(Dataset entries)
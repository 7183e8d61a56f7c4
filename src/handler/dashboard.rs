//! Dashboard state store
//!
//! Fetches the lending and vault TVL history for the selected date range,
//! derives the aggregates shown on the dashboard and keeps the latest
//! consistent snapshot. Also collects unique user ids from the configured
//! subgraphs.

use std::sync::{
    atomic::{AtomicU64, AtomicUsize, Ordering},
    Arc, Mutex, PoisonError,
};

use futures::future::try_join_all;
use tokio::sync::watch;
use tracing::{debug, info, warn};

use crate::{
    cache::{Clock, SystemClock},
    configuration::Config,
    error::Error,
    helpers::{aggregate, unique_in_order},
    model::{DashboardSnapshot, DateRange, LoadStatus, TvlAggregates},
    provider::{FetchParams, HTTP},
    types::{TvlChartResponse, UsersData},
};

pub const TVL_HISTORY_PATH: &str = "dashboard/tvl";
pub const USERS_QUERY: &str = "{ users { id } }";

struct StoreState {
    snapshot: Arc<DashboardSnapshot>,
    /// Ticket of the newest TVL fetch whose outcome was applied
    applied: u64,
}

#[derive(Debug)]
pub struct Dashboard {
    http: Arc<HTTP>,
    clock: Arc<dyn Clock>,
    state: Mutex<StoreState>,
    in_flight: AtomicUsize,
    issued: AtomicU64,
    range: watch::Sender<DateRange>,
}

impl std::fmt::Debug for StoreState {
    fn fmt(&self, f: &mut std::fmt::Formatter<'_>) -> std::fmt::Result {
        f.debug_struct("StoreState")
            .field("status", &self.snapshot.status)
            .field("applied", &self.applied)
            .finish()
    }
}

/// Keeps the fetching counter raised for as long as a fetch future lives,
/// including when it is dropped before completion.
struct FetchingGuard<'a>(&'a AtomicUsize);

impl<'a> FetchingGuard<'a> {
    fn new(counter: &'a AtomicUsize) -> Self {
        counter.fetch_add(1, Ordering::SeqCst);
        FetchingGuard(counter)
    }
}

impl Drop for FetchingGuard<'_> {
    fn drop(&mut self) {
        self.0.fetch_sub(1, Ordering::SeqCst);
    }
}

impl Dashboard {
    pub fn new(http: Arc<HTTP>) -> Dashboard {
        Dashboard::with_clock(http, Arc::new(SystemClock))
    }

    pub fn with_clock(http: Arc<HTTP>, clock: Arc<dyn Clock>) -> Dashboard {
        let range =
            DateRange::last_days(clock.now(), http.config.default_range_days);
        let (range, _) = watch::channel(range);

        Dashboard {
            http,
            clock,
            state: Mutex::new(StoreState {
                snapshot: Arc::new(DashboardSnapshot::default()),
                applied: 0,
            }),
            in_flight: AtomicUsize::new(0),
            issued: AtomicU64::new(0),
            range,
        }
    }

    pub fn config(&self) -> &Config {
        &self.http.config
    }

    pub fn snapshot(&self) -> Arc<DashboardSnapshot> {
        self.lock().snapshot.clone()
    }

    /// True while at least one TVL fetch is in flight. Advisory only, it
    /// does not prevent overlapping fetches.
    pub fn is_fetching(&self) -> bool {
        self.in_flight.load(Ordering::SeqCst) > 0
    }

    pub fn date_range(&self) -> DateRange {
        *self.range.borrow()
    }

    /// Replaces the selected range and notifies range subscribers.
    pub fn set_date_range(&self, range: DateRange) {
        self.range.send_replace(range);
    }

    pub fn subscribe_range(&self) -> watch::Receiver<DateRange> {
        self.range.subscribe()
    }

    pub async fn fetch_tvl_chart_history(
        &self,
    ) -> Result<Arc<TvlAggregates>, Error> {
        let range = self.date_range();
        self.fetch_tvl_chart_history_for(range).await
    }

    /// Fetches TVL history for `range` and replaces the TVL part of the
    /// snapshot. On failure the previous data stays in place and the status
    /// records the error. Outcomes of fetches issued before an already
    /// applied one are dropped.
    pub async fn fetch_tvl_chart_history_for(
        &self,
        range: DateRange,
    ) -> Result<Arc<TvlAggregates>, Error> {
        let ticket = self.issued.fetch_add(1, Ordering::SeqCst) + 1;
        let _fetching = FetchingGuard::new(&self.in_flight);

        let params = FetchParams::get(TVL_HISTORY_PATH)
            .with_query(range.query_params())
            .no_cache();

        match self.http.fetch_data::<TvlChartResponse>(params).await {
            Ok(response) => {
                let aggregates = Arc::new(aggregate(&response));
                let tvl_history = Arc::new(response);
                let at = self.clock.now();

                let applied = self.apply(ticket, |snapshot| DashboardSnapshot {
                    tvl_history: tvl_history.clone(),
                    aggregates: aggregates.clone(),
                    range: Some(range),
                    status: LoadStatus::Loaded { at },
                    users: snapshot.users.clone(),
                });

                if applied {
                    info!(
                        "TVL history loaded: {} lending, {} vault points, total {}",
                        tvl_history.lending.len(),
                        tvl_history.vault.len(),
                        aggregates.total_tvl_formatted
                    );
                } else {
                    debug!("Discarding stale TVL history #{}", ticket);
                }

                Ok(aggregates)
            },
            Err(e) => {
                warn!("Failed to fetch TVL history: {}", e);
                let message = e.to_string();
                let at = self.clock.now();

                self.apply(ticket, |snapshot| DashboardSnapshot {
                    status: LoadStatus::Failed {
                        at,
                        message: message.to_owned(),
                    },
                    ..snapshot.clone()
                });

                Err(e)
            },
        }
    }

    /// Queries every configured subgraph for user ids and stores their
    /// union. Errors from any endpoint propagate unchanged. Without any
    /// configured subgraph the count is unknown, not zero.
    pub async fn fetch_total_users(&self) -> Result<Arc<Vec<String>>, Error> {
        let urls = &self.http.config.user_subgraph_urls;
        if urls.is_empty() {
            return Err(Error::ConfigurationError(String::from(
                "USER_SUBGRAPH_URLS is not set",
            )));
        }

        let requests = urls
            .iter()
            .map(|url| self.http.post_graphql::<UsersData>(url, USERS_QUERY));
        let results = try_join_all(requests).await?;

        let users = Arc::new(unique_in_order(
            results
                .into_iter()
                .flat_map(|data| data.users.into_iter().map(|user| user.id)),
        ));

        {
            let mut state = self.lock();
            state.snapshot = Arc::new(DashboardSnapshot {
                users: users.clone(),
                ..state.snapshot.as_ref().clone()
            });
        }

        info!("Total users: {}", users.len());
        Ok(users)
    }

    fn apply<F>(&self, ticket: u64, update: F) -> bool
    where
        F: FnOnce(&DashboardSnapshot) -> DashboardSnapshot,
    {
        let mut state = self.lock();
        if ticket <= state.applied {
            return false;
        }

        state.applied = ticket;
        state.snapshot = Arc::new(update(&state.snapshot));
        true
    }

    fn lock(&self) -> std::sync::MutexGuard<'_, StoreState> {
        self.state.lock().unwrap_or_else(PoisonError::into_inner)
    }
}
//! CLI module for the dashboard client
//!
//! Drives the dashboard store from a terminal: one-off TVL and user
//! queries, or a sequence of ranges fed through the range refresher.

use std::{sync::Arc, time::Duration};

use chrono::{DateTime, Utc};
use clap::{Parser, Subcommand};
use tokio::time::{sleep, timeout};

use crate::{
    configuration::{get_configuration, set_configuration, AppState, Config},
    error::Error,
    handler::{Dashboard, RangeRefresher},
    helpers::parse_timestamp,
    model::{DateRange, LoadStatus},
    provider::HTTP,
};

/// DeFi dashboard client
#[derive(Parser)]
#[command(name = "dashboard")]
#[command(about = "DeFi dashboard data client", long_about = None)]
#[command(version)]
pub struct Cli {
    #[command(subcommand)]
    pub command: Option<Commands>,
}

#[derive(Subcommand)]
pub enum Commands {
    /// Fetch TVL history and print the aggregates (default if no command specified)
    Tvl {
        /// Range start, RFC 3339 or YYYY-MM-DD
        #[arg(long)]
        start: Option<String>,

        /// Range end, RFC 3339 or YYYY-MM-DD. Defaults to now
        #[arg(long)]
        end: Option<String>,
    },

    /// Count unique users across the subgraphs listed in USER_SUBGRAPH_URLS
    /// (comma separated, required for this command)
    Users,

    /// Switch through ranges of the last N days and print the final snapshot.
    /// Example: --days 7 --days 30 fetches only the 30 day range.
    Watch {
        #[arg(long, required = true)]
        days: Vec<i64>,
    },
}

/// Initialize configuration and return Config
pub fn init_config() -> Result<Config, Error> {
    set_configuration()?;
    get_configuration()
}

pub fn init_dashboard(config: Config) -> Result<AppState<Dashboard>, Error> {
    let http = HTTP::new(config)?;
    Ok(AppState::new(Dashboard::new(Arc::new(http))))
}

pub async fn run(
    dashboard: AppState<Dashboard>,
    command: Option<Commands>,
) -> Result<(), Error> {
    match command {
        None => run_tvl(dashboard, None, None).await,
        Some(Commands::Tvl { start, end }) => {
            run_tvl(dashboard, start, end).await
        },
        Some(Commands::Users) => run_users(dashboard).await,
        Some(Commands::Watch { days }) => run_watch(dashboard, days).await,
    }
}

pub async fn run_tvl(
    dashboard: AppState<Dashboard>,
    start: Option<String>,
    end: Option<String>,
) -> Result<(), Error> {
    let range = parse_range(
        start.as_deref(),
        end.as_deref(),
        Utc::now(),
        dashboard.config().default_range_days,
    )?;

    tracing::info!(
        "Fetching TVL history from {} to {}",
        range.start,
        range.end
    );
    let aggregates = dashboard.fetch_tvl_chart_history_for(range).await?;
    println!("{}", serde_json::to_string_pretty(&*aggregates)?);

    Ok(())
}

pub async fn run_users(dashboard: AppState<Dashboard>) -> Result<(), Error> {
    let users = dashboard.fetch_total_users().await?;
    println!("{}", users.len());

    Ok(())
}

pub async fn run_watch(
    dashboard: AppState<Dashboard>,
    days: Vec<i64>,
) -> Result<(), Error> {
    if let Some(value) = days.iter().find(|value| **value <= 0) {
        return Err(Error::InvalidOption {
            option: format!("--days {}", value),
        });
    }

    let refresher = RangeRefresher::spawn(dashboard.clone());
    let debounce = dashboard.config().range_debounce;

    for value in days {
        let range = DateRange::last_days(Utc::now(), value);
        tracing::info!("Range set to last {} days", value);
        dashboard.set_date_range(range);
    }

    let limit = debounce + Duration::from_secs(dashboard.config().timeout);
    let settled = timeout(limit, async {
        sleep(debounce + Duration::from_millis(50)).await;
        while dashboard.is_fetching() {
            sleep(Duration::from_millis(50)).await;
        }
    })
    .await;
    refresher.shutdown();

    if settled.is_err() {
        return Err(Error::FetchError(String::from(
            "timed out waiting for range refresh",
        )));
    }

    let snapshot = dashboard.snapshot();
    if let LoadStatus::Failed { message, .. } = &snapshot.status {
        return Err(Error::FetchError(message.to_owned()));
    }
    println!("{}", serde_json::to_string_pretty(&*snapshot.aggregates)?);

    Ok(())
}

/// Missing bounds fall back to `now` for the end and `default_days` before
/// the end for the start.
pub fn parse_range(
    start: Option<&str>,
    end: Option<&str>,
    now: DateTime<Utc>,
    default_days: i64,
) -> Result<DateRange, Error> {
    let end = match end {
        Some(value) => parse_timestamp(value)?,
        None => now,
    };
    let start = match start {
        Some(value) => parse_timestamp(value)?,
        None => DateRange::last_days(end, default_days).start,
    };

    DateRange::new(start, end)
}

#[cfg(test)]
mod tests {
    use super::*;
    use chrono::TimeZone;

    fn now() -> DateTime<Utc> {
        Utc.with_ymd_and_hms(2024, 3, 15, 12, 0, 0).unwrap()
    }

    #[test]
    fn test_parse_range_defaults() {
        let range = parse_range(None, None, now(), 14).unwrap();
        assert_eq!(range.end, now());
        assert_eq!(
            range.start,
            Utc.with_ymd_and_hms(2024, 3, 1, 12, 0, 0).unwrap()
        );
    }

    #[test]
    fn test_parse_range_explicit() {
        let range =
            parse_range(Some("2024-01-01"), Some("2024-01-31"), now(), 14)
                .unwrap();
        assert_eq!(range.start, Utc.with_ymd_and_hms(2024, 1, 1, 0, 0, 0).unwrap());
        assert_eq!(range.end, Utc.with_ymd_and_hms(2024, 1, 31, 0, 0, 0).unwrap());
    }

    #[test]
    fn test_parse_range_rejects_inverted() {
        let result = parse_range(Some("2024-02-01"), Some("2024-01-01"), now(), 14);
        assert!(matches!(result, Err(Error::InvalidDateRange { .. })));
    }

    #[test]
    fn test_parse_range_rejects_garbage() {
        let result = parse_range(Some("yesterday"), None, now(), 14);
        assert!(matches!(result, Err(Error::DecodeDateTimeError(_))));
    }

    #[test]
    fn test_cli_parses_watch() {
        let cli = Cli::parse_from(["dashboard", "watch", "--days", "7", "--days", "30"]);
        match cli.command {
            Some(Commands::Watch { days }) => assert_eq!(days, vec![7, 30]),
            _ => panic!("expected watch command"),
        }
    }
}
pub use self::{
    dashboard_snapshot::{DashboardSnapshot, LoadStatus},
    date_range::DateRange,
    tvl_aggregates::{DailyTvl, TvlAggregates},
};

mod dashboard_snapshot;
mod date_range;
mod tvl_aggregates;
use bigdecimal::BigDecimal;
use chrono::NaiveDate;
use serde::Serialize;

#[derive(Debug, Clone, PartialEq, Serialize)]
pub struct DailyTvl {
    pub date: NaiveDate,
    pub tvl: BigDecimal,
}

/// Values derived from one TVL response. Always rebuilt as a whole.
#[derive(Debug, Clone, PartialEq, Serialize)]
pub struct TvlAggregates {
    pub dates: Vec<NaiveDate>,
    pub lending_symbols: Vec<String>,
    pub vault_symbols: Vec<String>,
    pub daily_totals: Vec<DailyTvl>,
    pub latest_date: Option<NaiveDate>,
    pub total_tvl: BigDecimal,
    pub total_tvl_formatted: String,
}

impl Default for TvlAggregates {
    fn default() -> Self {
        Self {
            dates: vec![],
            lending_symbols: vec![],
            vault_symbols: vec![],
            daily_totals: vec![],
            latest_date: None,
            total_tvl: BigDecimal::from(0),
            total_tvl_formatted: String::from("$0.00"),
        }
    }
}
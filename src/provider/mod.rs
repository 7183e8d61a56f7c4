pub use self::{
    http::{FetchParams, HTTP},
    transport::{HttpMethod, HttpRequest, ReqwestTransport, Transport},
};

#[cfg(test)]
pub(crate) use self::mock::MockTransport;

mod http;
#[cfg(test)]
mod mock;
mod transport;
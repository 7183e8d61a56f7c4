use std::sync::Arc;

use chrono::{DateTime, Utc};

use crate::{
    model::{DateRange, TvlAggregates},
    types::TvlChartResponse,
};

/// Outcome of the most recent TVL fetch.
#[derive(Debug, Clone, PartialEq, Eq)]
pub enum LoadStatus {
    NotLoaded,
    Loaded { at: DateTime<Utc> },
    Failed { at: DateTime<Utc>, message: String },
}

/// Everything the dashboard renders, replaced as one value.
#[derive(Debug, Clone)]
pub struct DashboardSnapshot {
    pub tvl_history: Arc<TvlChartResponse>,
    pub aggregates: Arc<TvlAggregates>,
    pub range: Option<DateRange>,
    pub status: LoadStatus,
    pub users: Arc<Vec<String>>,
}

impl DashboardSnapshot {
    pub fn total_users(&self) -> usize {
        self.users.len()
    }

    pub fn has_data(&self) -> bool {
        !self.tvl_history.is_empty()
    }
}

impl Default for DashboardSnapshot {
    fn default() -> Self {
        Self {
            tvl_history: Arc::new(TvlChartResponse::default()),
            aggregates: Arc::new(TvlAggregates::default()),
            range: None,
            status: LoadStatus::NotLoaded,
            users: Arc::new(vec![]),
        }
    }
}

Your assignment.
Say how many lines in the entries contain the string "while", and say nothing else.

Reply.
2